From 720de57d2c959a52c5a4976f310cfb0bb33d302b Mon Sep 17 00:00:00 2001
From: Jianbo Liu <jianboliu@meta.com>
Date: Tue, 1 Jul 2025 15:16:52 -0700
Subject: [PATCH] Support get/set the whole row of metaheader+weight+optimizer
 from backend for checkpoint saving/loading (#3148)

Summary:
X-link: https://github.com/pytorch/FBGEMM/pull/4429

X-link: https://github.com/facebookresearch/FBGEMM/pull/1495

Pull Request resolved: https://github.com/pytorch/torchrec/pull/3148

# Context
In our current KVZCH cp loading flow, we will keep hold of weight_id, weight, optimizer tensors throughout the checkpoint loading lifecycle, and at the end when all these tensors are downloaded in hand, we will explicitly call "apply_state_dict" to actually write them by chunk to the backend to ensure id->weight and id->opt are mapped correctly. The problem is when we have large number of weights, we will be short of memory since we need to hold all 3 tensors (double memory issue). To solve this challenge, we are going to save the whole row of (metaheader + weight + opt) as the same "weight" tensor during checkpoint saving, and when downloading the checkpoint, we will be able to extract the id from the header, and directly write the weight+opt part to the backend by id. When loading cp for optimizer, we added a no-op KVTensor, so it won't need to write to backend for optimizer states again.

# This diff
* added `backend_return_whole_row` flag in KVZCH params, with validation to make sure it's only True when opt_offloading is used
* added `read_only_` flag in KVTensorWrapper to be used for checkpoint calls. When read-only=True, all write operations to this KVT will be no-op
* added metadata recalc for optimizer state dict, because we are now returning read-only KVT for opt state dict, and model store will need to correct the global metadata before creating the save plan for KVZCH opt tensors
* updated dram backend and mem pool, so it can return the metaheader + weight + optimizer_state together, as well as set them back to backend (use pointers to skip metaheader part when write weight+opt to backend)
* by default the opt offloading and return whole row is False on trunk, so should not break existing KVZCH runs

Differential Revision: D77604158
---
 torchrec/distributed/embedding.py | 12 +++++++++++-
 1 file changed, 11 insertions(+), 1 deletion(-)

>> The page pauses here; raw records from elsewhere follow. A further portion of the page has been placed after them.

//! Configuration for the bot and its market data gateways

use crate::error::{BotError, Result};
use serde::{Deserialize, Serialize};
use std::time::Duration;

/// Configuration for the bot surface
#[derive(Debug, Clone, Serialize, Deserialize)]
pub struct BotConfig {
    /// Alpha Vantage API key (forex lookups); None disables /forex
    pub alpha_vantage_api_key: Option<String>,

    /// NewsAPI key (finance headlines); None disables /finance_news
    pub news_api_key: Option<String>,

    /// Alpha Vantage requests per minute (free tier: 5)
    pub alpha_vantage_rate_limit: u32,

    /// NewsAPI requests per minute
    pub news_rate_limit: u32,

    /// Cache TTL for price quotes
    pub cache_ttl_price: Duration,

    /// Request timeout for outbound API calls
    pub request_timeout: Duration,
}

impl Default for BotConfig {
    fn default() -> Self {
        Self {
            alpha_vantage_api_key: None,
            news_api_key: None,
            alpha_vantage_rate_limit: 5,
            news_rate_limit: 60,
            cache_ttl_price: Duration::from_secs(60),
            request_timeout: Duration::from_secs(30),
        }
    }
}

impl BotConfig {
    /// Create a new configuration builder
    pub fn builder() -> BotConfigBuilder {
        BotConfigBuilder::default()
    }

    /// Load all known API keys from the environment
    pub fn with_env_all_keys(mut self) -> Self {
        if let Ok(key) = std::env::var("ALPHA_VANTAGE_API_KEY") {
            self.alpha_vantage_api_key = Some(key);
        }
        if let Ok(key) = std::env::var("NEWS_API_KEY") {
            self.news_api_key = Some(key);
        }
        self
    }

    /// Validate the configuration
    pub fn validate(&self) -> Result<()> {
        if self.alpha_vantage_rate_limit == 0 || self.news_rate_limit == 0 {
            return Err(BotError::ConfigError(
                "rate limits must be greater than 0".to_string(),
            ));
        }
        if self.request_timeout.is_zero() {
            return Err(BotError::ConfigError(
                "request_timeout must be greater than 0".to_string(),
            ));
        }
        Ok(())
    }
}

/// Builder for BotConfig
#[derive(Debug, Default)]
pub struct BotConfigBuilder {
    alpha_vantage_api_key: Option<String>,
    news_api_key: Option<String>,
    alpha_vantage_rate_limit: Option<u32>,
    news_rate_limit: Option<u32>,
    cache_ttl_price: Option<Duration>,
    request_timeout: Option<Duration>,
}

impl BotConfigBuilder {
    /// Set the Alpha Vantage API key
    pub fn alpha_vantage_api_key(mut self, key: impl Into<String>) -> Self {
        self.alpha_vantage_api_key = Some(key.into());
        self
    }

    /// Set the NewsAPI key
    pub fn news_api_key(mut self, key: impl Into<String>) -> Self {
        self.news_api_key = Some(key.into());
        self
    }

    /// Set the Alpha Vantage requests-per-minute quota
    pub fn alpha_vantage_rate_limit(mut self, limit: u32) -> Self {
        self.alpha_vantage_rate_limit = Some(limit);
        self
    }

    /// Set the NewsAPI requests-per-minute quota
    pub fn news_rate_limit(mut self, limit: u32) -> Self {
        self.news_rate_limit = Some(limit);
        self
    }

    /// Set the price cache TTL
    pub fn cache_ttl_price(mut self, duration: Duration) -> Self {
        self.cache_ttl_price = Some(duration);
        self
    }

    /// Set the outbound request timeout
    pub fn request_timeout(mut self, duration: Duration) -> Self {
        self.request_timeout = Some(duration);
        self
    }

    /// Load API keys from the environment
    pub fn with_env_all_keys(mut self) -> Self {
        if let Ok(key) = std::env::var("ALPHA_VANTAGE_API_KEY") {
            self.alpha_vantage_api_key = Some(key);
        }
        if let Ok(key) = std::env::var("NEWS_API_KEY") {
            self.news_api_key = Some(key);
        }
        self
    }

    /// Build the configuration
    pub fn build(self) -> Result<BotConfig> {
        let defaults = BotConfig::default();

        let config = BotConfig {
            alpha_vantage_api_key: self.alpha_vantage_api_key,
            news_api_key: self.news_api_key,
            alpha_vantage_rate_limit: self
                .alpha_vantage_rate_limit
                .unwrap_or(defaults.alpha_vantage_rate_limit),
            news_rate_limit: self.news_rate_limit.unwrap_or(defaults.news_rate_limit),
            cache_ttl_price: self.cache_ttl_price.unwrap_or(defaults.cache_ttl_price),
            request_timeout: self.request_timeout.unwrap_or(defaults.request_timeout),
        };

        config.validate()?;
        Ok(config)
    }
}

#[cfg(test)]
mod tests {
    use super::*;

    #[test]
    fn test_default_config() {
        let config = BotConfig::default();
        assert_eq!(config.alpha_vantage_rate_limit, 5);
        assert!(config.alpha_vantage_api_key.is_none());
        assert!(config.validate().is_ok());
    }

    #[test]
    fn test_config_builder() {
        let config = BotConfig::builder()
            .alpha_vantage_api_key("av_key")
            .news_api_key("news_key")
            .request_timeout(Duration::from_secs(10))
            .build()
            .unwrap();

        assert_eq!(config.alpha_vantage_api_key.as_deref(), Some("av_key"));
        assert_eq!(config.request_timeout, Duration::from_secs(10));
    }

    #[test]
    fn test_validation_zero_rate_limit() {
        let result = BotConfig::builder().alpha_vantage_rate_limit(0).build();
        assert!(result.is_err());
    }
}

diff --git a/torchrec/distributed/embedding.py b/torchrec/distributed/embedding.py
index 362240d88..553a1c9b4 100644
--- a/torchrec/distributed/embedding.py
+++ b/torchrec/distributed/embedding.py
@@ -954,7 +954,17 @@ def _initialize_torch_state(self) -> None:  # noqa
                         (
                             [
                                 # assuming virtual table only supports rw sharding for now
-                                0 if dim == 0 else dim_size
+                                # When backend return whole row, need to respect dim(1)
+                                # otherwise will see shard dim exceeded tensor dim error
+                                (
+                                    0
+                                    if dim == 0
+                                    else (
+                                        local_shards[0].metadata.shard_sizes[1]
+                                        if dim == 1
+                                        else dim_size
+                                    )
+                                )
                                 for dim, dim_size in enumerate(
                                     self._name_to_table_size[table_name]
                                 )